On 2008-05-01, Markus Bergkvist <[EMAIL PROTECTED]> wrote:
> I have defined SMART_HOST in openbsd-localhost.mc and sendmail is now 
> trying to relay to my ISP:s SMTP server, but I can't make it masquerade 
> the mail properly. I have also added
>
> FEATURE(masquerade_envelope)dnl
> FEATURE(genericstable, `hash -o /etc/mail/genericstable')dnl
>
> to openbsd-localhost.mc and the following line to /etc/mail/genericstable
>
> [EMAIL PROTECTED]     [EMAIL PROTECTED]
>
> But still, this is what mailq gives me
>
> # mailq
>                  /var/spool/mqueue (1 request)
> -----Q-ID----- --Size-- -----Q-Time----- 
> ------------Sender/Recipient-----------
> m41Mb4wL014705*       3 Fri May  2 00:37 <[EMAIL PROTECTED]>
> ...
>
>
> What I am trying to accomplish is something like what is described here 
> http://www.postfix.org/STANDARD_CONFIGURATION_README.html#fantasy but I 
> want to keep the number of installed packages on my firewall to a 
> minimum thus not installing postfix unless I have to.
>
> I do not want Sendmail to accept external network connections, that's 
> why I'm doing my changes to openbsd-localhost.mc.
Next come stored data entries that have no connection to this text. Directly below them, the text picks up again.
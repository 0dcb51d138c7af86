//! Lane geometry and axis-aligned collision testing
//!
//! The lane grid is fixed: five 120px horizontal bands below a 90px sky
//! strip, laid out in the 1280x720 logical space. Everything that moves
//! carries an axis-aligned [`Rect`] hitbox, and every hitbox position is a
//! pure function of a lane index, so collision is a plain AABB overlap test.

use glam::Vec2;
use serde::{Deserialize, Serialize};

use crate::consts::*;

/// Axis-aligned rectangle: top-left corner + size, y growing downward
#[derive(Debug, Clone, Copy, PartialEq, Serialize, Deserialize)]
pub struct Rect {
    pub pos: Vec2,
    pub size: Vec2,
}

impl Rect {
    pub fn new(x: f32, y: f32, w: f32, h: f32) -> Self {
        Self {
            pos: Vec2::new(x, y),
            size: Vec2::new(w, h),
        }
    }

    pub fn left(&self) -> f32 {
        self.pos.x
    }

    pub fn right(&self) -> f32 {
        self.pos.x + self.size.x
    }

    pub fn top(&self) -> f32 {
        self.pos.y
    }

    pub fn bottom(&self) -> f32 {
        self.pos.y + self.size.y
    }

    /// AABB overlap test. Strict: rectangles that only share an edge do
    /// not overlap.
    pub fn overlaps(&self, other: &Rect) -> bool {
        self.left() < other.right()
            && other.left() < self.right()
            && self.top() < other.bottom()
            && other.top() < self.bottom()
    }
}

/// Top y of a lane's hitbox band
fn lane_y(lane: u8) -> f32 {
    f32::from(lane) * LANE_HEIGHT + LANE_TOP + HITBOX_INSET
}

/// Player hitbox for a lane; x never changes
pub fn player_bounds(lane: u8) -> Rect {
    Rect::new(PLAYER_X, lane_y(lane), BODY_SIZE, BODY_SIZE)
}

/// Enemy hitbox at its spawn point, just off the right edge
pub fn enemy_entry_bounds(lane: u8) -> Rect {
    Rect::new(SCREEN_WIDTH + HITBOX_INSET, lane_y(lane), BODY_SIZE, BODY_SIZE)
}

/// Reef hitbox at its spawn point: a full-height wall off the right edge
pub fn reef_entry_bounds() -> Rect {
    Rect::new(
        SCREEN_WIDTH + HITBOX_INSET,
        LANE_HEIGHT + LANE_TOP,
        BODY_SIZE,
        SCREEN_HEIGHT,
    )
}
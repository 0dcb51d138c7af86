//! Session best score / best distance tracking
//!
//! In-memory only: bests live for the lifetime of the process and survive
//! run resets, never decreasing. They are committed exclusively by
//! run-ending collisions.

use serde::{Deserialize, Serialize};

/// Best score and best distance seen this session
#[derive(Debug, Clone, Copy, Default, PartialEq, Serialize, Deserialize)]
pub struct SessionBests {
    pub score: u32,
    pub distance: f32,
}

impl SessionBests {
    pub fn new() -> Self {
        Self::default()
    }

    /// Fold a finished run into the bests. Max-merge, so committing can
    /// only raise either value.
    pub fn commit(&mut self, score: u32, distance: f32) {
        if score > self.score {
            log::info!("new best score: {score}");
            self.score = score;
        }
        if distance > self.distance {
            log::info!("new best distance: {distance:.0}");
            self.distance = distance;
        }
    }
}
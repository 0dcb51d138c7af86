//! Enemy pool and spawn policy
//!
//! Ten slots are allocated once and recycled for the whole run. A slot is
//! assigned a kind and a lane when the pool is (re)seeded, when its enemy
//! drifts off the left edge, and when its enemy is eaten; activation is a
//! separate, cadence-driven step that flips the first inactive slot live.
//!
//! Lane assignment invariant: no two consecutive assignments (across the
//! whole pool, in assignment order) land in the same lane.

use rand::Rng;
use serde::{Deserialize, Serialize};

use super::collision::{Rect, enemy_entry_bounds};
use crate::consts::*;

/// Enemy roster: three hostile tiers and one consumable
#[derive(Debug, Clone, Copy, PartialEq, Eq, Serialize, Deserialize)]
pub enum EnemyKind {
    Shark,
    Orca,
    Whale,
    Fish,
}

impl EnemyKind {
    /// Hostiles end the run on contact unless frenzy is on
    pub fn is_hostile(self) -> bool {
        !matches!(self, EnemyKind::Fish)
    }

    /// Score for eating this enemy
    pub fn score_value(self) -> u32 {
        match self {
            EnemyKind::Shark => 50,
            EnemyKind::Orca => 150,
            EnemyKind::Whale => 300,
            EnemyKind::Fish => FISH_SCORE,
        }
    }

    /// Weighted draw: 30% per hostile tier, 10% fish
    fn draw(rng: &mut impl Rng) -> Self {
        let roll = rng.random_range(0..100);
        if roll < 30 {
            EnemyKind::Shark
        } else if roll < 60 {
            EnemyKind::Orca
        } else if roll < 90 {
            EnemyKind::Whale
        } else {
            EnemyKind::Fish
        }
    }
}

/// One pool slot
#[derive(Debug, Clone, Copy, Serialize, Deserialize)]
pub struct Enemy {
    pub kind: EnemyKind,
    pub lane: u8,
    pub bounds: Rect,
    pub active: bool,
}

/// Fixed-capacity enemy pool with the no-repeat lane invariant
#[derive(Debug, Clone, Serialize, Deserialize)]
pub struct EnemyPool {
    slots: [Enemy; ENEMY_POOL_SIZE],
    /// Lane handed out by the most recent assignment, across all slots
    last_lane: Option<u8>,
}

/// Uniform lane draw avoiding the previously assigned lane. Bounded retry;
/// if every re-draw collides, fall back to the next lane over.
fn draw_lane(rng: &mut impl Rng, avoid: Option<u8>) -> u8 {
    let mut lane = rng.random_range(0..LANE_COUNT);
    let Some(prev) = avoid else {
        return lane;
    };
    for _ in 0..LANE_RETRY_CAP {
        if lane != prev {
            return lane;
        }
        lane = rng.random_range(0..LANE_COUNT);
    }
    if lane != prev { lane } else { (prev + 1) % LANE_COUNT }
}

impl EnemyPool {
    /// Build a freshly seeded pool; every slot assigned, nothing active
    pub fn new(rng: &mut impl Rng) -> Self {
        let placeholder = Enemy {
            kind: EnemyKind::Fish,
            lane: 0,
            bounds: enemy_entry_bounds(0),
            active: false,
        };
        let mut pool = Self {
            slots: [placeholder; ENEMY_POOL_SIZE],
            last_lane: None,
        };
        pool.reseed(rng);
        pool
    }

    /// Re-assign every slot and deactivate it (run reset)
    pub fn reseed(&mut self, rng: &mut impl Rng) {
        for i in 0..ENEMY_POOL_SIZE {
            self.assign(i, rng);
        }
    }

    /// Give a slot a fresh kind, lane and entry position, inactive until
    /// the next activation pass
    pub fn respawn(&mut self, idx: usize, rng: &mut impl Rng) {
        self.assign(idx, rng);
    }

    fn assign(&mut self, idx: usize, rng: &mut impl Rng) {
        let kind = EnemyKind::draw(rng);
        let lane = draw_lane(rng, self.last_lane);
        self.last_lane = Some(lane);
        self.slots[idx] = Enemy {
            kind,
            lane,
            bounds: enemy_entry_bounds(lane),
            active: false,
        };
    }

    /// Activate the first inactive slot in scan order, if any
    pub fn activate_next(&mut self) -> Option<usize> {
        let idx = self.slots.iter().position(|e| !e.active)?;
        self.slots[idx].active = true;
        Some(idx)
    }

    pub fn slots(&self) -> &[Enemy] {
        &self.slots
    }

    /// Lane of the most recent assignment (what the next draw must avoid)
    pub fn last_lane(&self) -> Option<u8> {
        self.last_lane
    }
}

impl std::ops::Index<usize> for EnemyPool {
    type Output = Enemy;

    fn index(&self, idx: usize) -> &Enemy {
        &self.slots[idx]
    }
}

impl std::ops::IndexMut<usize> for EnemyPool {
    fn index_mut(&mut self, idx: usize) -> &mut Enemy {
        &mut self.slots[idx]
    }
}

#[cfg(test)]
mod tests {
    use super::*;
    use rand::SeedableRng;
    use rand_pcg::Pcg32;

    #[test]
    fn test_seeded_pool_is_inactive_and_placed_at_entry() {
        let mut rng = Pcg32::seed_from_u64(7);
        let pool = EnemyPool::new(&mut rng);
        for e in pool.slots() {
            assert!(!e.active);
            assert!(e.lane < LANE_COUNT);
            assert_eq!(e.bounds, enemy_entry_bounds(e.lane));
        }
    }

    #[test]
    fn test_consecutive_assignments_never_share_a_lane() {
        let mut rng = Pcg32::seed_from_u64(42);
        let mut pool = EnemyPool::new(&mut rng);

        let mut prev = None;
        for e in pool.slots() {
            if let Some(p) = prev {
                assert_ne!(e.lane, p);
            }
            prev = Some(e.lane);
        }

        // Invariant carries across respawns, in any slot order
        for round in 0..200 {
            let idx = round % ENEMY_POOL_SIZE;
            let before = pool.last_lane().unwrap();
            pool.respawn(idx, &mut rng);
            assert_ne!(pool[idx].lane, before);
        }
    }

    #[test]
    fn test_activation_scan_order() {
        let mut rng = Pcg32::seed_from_u64(3);
        let mut pool = EnemyPool::new(&mut rng);

        assert_eq!(pool.activate_next(), Some(0));
        assert_eq!(pool.activate_next(), Some(1));
        assert!(pool[0].active && pool[1].active);

        // A recycled slot becomes the first candidate again
        pool.respawn(0, &mut rng);
        assert!(!pool[0].active);
        assert_eq!(pool.activate_next(), Some(0));

        for _ in 0..ENEMY_POOL_SIZE {
            pool.activate_next();
        }
        // Pool exhausted
        assert_eq!(pool.activate_next(), None);
    }

    #[test]
    fn test_weighted_draw_covers_roster() {
        let mut rng = Pcg32::seed_from_u64(11);
        let mut counts = [0u32; 4];
        for _ in 0..4000 {
            match EnemyKind::draw(&mut rng) {
                EnemyKind::Shark => counts[0] += 1,
                EnemyKind::Orca => counts[1] += 1,
                EnemyKind::Whale => counts[2] += 1,
                EnemyKind::Fish => counts[3] += 1,
            }
        }
        // All kinds occur, fish is the rare one
        assert!(counts.iter().all(|&c| c > 0));
        assert!(counts[3] < counts[0]);
        assert!(counts[3] < counts[1]);
        assert!(counts[3] < counts[2]);
    }

    #[test]
    fn test_lane_draw_never_repeats_avoided_lane() {
        let mut rng = Pcg32::seed_from_u64(5);
        for avoid in 0..LANE_COUNT {
            for _ in 0..1000 {
                let lane = draw_lane(&mut rng, Some(avoid));
                assert_ne!(lane, avoid);
                assert!(lane < LANE_COUNT);
            }
        }
    }
}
I have a feeling that openbsd-localhost.mc doesn't include enough
macros to handle this. Try copying and modifying openbsd-proto instead;
you can always change the bind addresses in DAEMON_OPTIONS to restrict
to localhost.

I guess you don't need to smtp-auth to your ISP; if you did, it would
probably be simpler to install Postfix than handle a custom-compiled
Sendmail when it comes to upgrading.